Akin to the prediction of single chain protein structure, homology modeling and threading techniques (Bienkowska and Lathrop, 2005; Bowie et al., 1991; Dunbrack, 2006; Jones et al., 1992; Pieper et al., 2006; Xu et al., 2003) are likely to be effective for predicting PPIs (Lu et al., 2002; Singh et al., 2006). The first step in any such method is to generate profiles for templates from an alignment of sequences. However, the construction of optimal profiles for PPI prediction is particularly challenging because interactions between the two protein sequences must be taken into account, preventing their treatment as independent alignments. Indeed, this is likely the reason that threading algorithms that align single chains independently do not perform well when extended to complexes (Pulim et al., 2008), largely due to the weighting of non-interacting residues equally with residues critical to the interaction. We have previously achieved more accurate threading by first aligning the interface regions as a whole via contact map representations (Fig. 1) and subsequently generating sequence profiles from the resulting alignment. We have shown that accurate structural alignment of interfaces leads to successful PPI prediction (Pulim et al., 2008).
Fig. 1.
Contact map representation of the aligned interfaces of five four-helical bundle cytokine complexes. Each color represents a complex and the gray map at the bottom is the average contact map of the aligned interfaces.
There has been limited previous work on protein–protein interface alignment.
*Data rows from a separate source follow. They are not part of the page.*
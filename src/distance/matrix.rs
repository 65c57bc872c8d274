//! Dense symmetric distance matrix keyed by city id.

use std::collections::HashMap;

use crate::error::TspError;
use crate::models::City;

/// A dense n×n distance matrix stored in row-major order, addressed by
/// city id.
///
/// Both orderings of every pair are stored, so lookups are O(1) and
/// `get(a, b) == get(b, a)` holds by construction. Pairs that were never
/// filled, and ids the matrix does not know, resolve to `f64::INFINITY`
/// so searches simply never select them.
///
/// # Examples
///
/// ```
/// use u_tsp::models::City;
/// use u_tsp::distance::DistanceMatrix;
///
/// let cities = vec![
///     City::new(1, 0.0, 0.0),
///     City::new(2, 3.0, 4.0),
///     City::new(3, 6.0, 8.0),
/// ];
/// let dm = DistanceMatrix::from_cities(&cities);
/// assert!((dm.get(1, 2) - 5.0).abs() < 1e-10);
/// assert_eq!(dm.get(2, 1), dm.get(1, 2));
/// assert_eq!(dm.get(1, 99), f64::INFINITY);
/// assert_eq!(dm.size(), 3);
/// ```
#[derive(Debug, Clone)]
pub struct DistanceMatrix {
    ids: Vec<usize>,
    index: HashMap<usize, usize>,
    data: Vec<f64>,
}

impl DistanceMatrix {
    /// Creates a matrix over the given ids with every pair missing.
    ///
    /// A repeated id keeps its first position.
    pub fn new(ids: &[usize]) -> Self {
        let mut unique = Vec::with_capacity(ids.len());
        let mut index = HashMap::with_capacity(ids.len());
        for &id in ids {
            if !index.contains_key(&id) {
                index.insert(id, unique.len());
                unique.push(id);
            }
        }
        let size = unique.len();
        let mut data = vec![f64::INFINITY; size * size];
        for i in 0..size {
            data[i * size + i] = 0.0;
        }
        Self {
            ids: unique,
            index,
            data,
        }
    }

    /// Computes the Euclidean distance for every unordered pair of cities.
    ///
    /// The id order of `cities` is kept and fixes the nearest-neighbor
    /// start city and tie-break order. O(n²) time and space.
    pub fn from_cities(cities: &[City]) -> Self {
        let ids: Vec<usize> = cities.iter().map(City::id).collect();
        let mut dm = Self::new(&ids);
        let mut placed = vec![false; dm.size()];
        let mut located = Vec::with_capacity(dm.size());
        for city in cities {
            let slot = dm.index[&city.id()];
            if !placed[slot] {
                placed[slot] = true;
                located.push(*city);
            }
        }
        let n = located.len();
        for i in 0..n {
            for j in (i + 1)..n {
                let d = located[i].distance_to(&located[j]);
                dm.set_slots(i, j, d);
            }
        }
        dm
    }

    /// Records the distance between two cities in both orderings.
    ///
    /// Returns [`TspError::UnknownCity`] if either id is not in the matrix.
    pub fn insert(&mut self, a: usize, b: usize, distance: f64) -> Result<(), TspError> {
        let i = self.slot(a).ok_or(TspError::UnknownCity(a))?;
        let j = self.slot(b).ok_or(TspError::UnknownCity(b))?;
        self.set_slots(i, j, distance);
        Ok(())
    }

    fn set_slots(&mut self, i: usize, j: usize, distance: f64) {
        let n = self.ids.len();
        self.data[i * n + j] = distance;
        self.data[j * n + i] = distance;
    }

    fn slot(&self, id: usize) -> Option<usize> {
        self.index.get(&id).copied()
    }

    /// Returns the distance between two cities, or `None` if the pair is
    /// missing or an id is unknown.
    pub fn try_get(&self, a: usize, b: usize) -> Option<f64> {
        let d = self.get(a, b);
        d.is_finite().then_some(d)
    }

    /// Returns the distance between two cities.
    ///
    /// Missing pairs and unknown ids resolve to `f64::INFINITY`.
    pub fn get(&self, a: usize, b: usize) -> f64 {
        match (self.slot(a), self.slot(b)) {
            (Some(i), Some(j)) => self.data[i * self.ids.len() + j],
            _ => f64::INFINITY,
        }
    }

    /// City ids in insertion order.
    pub fn ids(&self) -> &[usize] {
        &self.ids
    }

    /// Returns `true` if the matrix knows this city id.
    pub fn contains(&self, id: usize) -> bool {
        self.index.contains_key(&id)
    }

    /// Number of cities in this matrix.
    pub fn size(&self) -> usize {
        self.ids.len()
    }

    /// Returns `true` if every off-diagonal pair has a finite distance.
    pub fn is_complete(&self) -> bool {
        let n = self.ids.len();
        (0..n).all(|i| ((i + 1)..n).all(|j| self.data[i * n + j].is_finite()))
    }

    /// Returns `true` if the matrix is symmetric within the given tolerance.
    pub fn is_symmetric(&self, tol: f64) -> bool {
        let n = self.ids.len();
        for i in 0..n {
            for j in (i + 1)..n {
                let (a, b) = (self.data[i * n + j], self.data[j * n + i]);
                if a == b {
                    continue;
                }
                if (a - b).abs() > tol || a.is_nan() || b.is_nan() {
                    return false;
                }
            }
        }
        true
    }

    /// Returns the nearest of `candidates` to `from`.
    ///
    /// Ties go to the earliest candidate. Candidates at infinite distance
    /// are never selected. Returns `None` if no candidate is reachable.
    pub fn nearest_neighbor(&self, from: usize, candidates: &[usize]) -> Option<usize> {
        let mut best: Option<(usize, f64)> = None;
        for &c in candidates {
            let d = self.get(from, c);
            if d < best.map_or(f64::INFINITY, |(_, bd)| bd) {
                best = Some((c, d));
            }
        }
        best.map(|(c, _)| c)
    }
}
//! Tabu Search configuration.

use serde::{Deserialize, Serialize};

/// Configuration parameters for Tabu Search over the 2-opt neighborhood.
///
/// # Examples
///
/// ```
/// use u_tsp::tabu::TabuConfig;
///
/// let config = TabuConfig::default()
///     .with_max_iterations(10)
///     .with_tabu_tenure(30)
///     .with_no_improvement_limit(5);
/// assert_eq!(config.max_iterations, 10);
/// assert_eq!(config.tabu_tenure, 30);
/// assert!(!config.aspiration);
/// ```
#[derive(Debug, Clone, PartialEq, Serialize, Deserialize)]
pub struct TabuConfig {
    /// Maximum number of iterations.
    pub max_iterations: usize,
    /// Number of most recent `(i, j)` moves kept forbidden.
    pub tabu_tenure: usize,
    /// Consecutive iterations without a new best before stopping.
    pub no_improvement_limit: usize,
    /// Whether a tabu move may be taken when it would produce a new global
    /// best. Off by default.
    pub aspiration: bool,
}

impl Default for TabuConfig {
    fn default() -> Self {
        Self {
            max_iterations: 1000,
            tabu_tenure: 20,
            no_improvement_limit: 50,
            aspiration: false,
        }
    }
}

impl TabuConfig {
    /// Sets the maximum number of iterations.
    pub fn with_max_iterations(mut self, n: usize) -> Self {
        self.max_iterations = n;
        self
    }

    /// Sets the tabu tenure (capacity of the tabu memory).
    pub fn with_tabu_tenure(mut self, tenure: usize) -> Self {
        self.tabu_tenure = tenure;
        self
    }

    /// Sets the stagnation limit.
    pub fn with_no_improvement_limit(mut self, n: usize) -> Self {
        self.no_improvement_limit = n;
        self
    }

    /// Enables or disables the aspiration criterion.
    pub fn with_aspiration(mut self, aspiration: bool) -> Self {
        self.aspiration = aspiration;
        self
    }
}
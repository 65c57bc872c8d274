//! City type.

use serde::{Deserialize, Serialize};

/// A city in a Euclidean TSP instance.
///
/// Ids are stable keys; coordinates are immutable once loaded.
///
/// # Examples
///
/// ```
/// use u_tsp::models::City;
///
/// let a = City::new(1, 0.0, 0.0);
/// let b = City::new(2, 3.0, 4.0);
/// assert_eq!(b.id(), 2);
/// assert!((a.distance_to(&b) - 5.0).abs() < 1e-10);
/// ```
#[derive(Debug, Clone, Copy, PartialEq, Serialize, Deserialize)]
pub struct City {
    id: usize,
    x: f64,
    y: f64,
}

impl City {
    /// Creates a new city.
    pub fn new(id: usize, x: f64, y: f64) -> Self {
        Self { id, x, y }
    }

    /// City ID.
    pub fn id(&self) -> usize {
        self.id
    }

    /// X-coordinate.
    pub fn x(&self) -> f64 {
        self.x
    }

    /// Y-coordinate.
    pub fn y(&self) -> f64 {
        self.y
    }

    /// Euclidean distance to another city.
    pub fn distance_to(&self, other: &City) -> f64 {
        let dx = self.x - other.x;
        let dy = self.y - other.y;
        (dx * dx + dy * dy).sqrt()
    }
}
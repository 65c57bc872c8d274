//! Tabu Search (TS) over the 2-opt neighborhood.
//!
//! A single-solution trajectory metaheuristic that keeps the most recently
//! applied `(i, j)` reversals in a bounded FIFO memory and forbids them,
//! letting the search walk through non-improving tours without cycling
//! straight back.
//!
//! # References
//!
//! - Glover, F. (1989). "Tabu Search—Part I", *ORSA Journal on Computing* 1(3), 190-206.
//! - Glover, F. (1990). "Tabu Search—Part II", *ORSA Journal on Computing* 2(1), 4-32.

mod config;
mod memory;
mod runner;

pub use config::TabuConfig;
pub use memory::{TabuMemory, TabuMove};
pub use runner::{TabuResult, TabuRunner};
A number of different representations have been used to describe protein structure and thus protein–protein interfaces, from contact maps to all-atom representations. We have previously developed the LTHREADER program (Pulim et al., 2008) that uses a contact map representation of protein interfaces and generates an accurate alignment of binding interfaces for cytokines, a medically important class of protein families with very low sequence similarity. When multiple structural complexes are available for a ligand-receptor family, LTHREADER performs interface alignment in two stages: first, it identifies interaction core regions by clustering contacts within a specified distance threshold; then, it aligns contact maps by maximizing the overlap between the submatrices defined by the core regions. A limitation of this method is that cores are defined before they are aligned which has the potential to generate sub-optimal contact map alignments. The other existing algorithm for interface alignment is MAPPIS, which uses an all-atom representation of protein interfaces and optimizes the alignment of interface regions with similar physico-chemical properties (Shulman-Peleg and Shatsky, 2005). MAPPIS is useful for certain applications such as function prediction that require recognition of conserved structural patterns of physico-chemical interactions. However, since MAPPIS uses a physical, all-atom-based representation of interfaces, it may be sensitive to small differences caused by conformational changes in the interface surface.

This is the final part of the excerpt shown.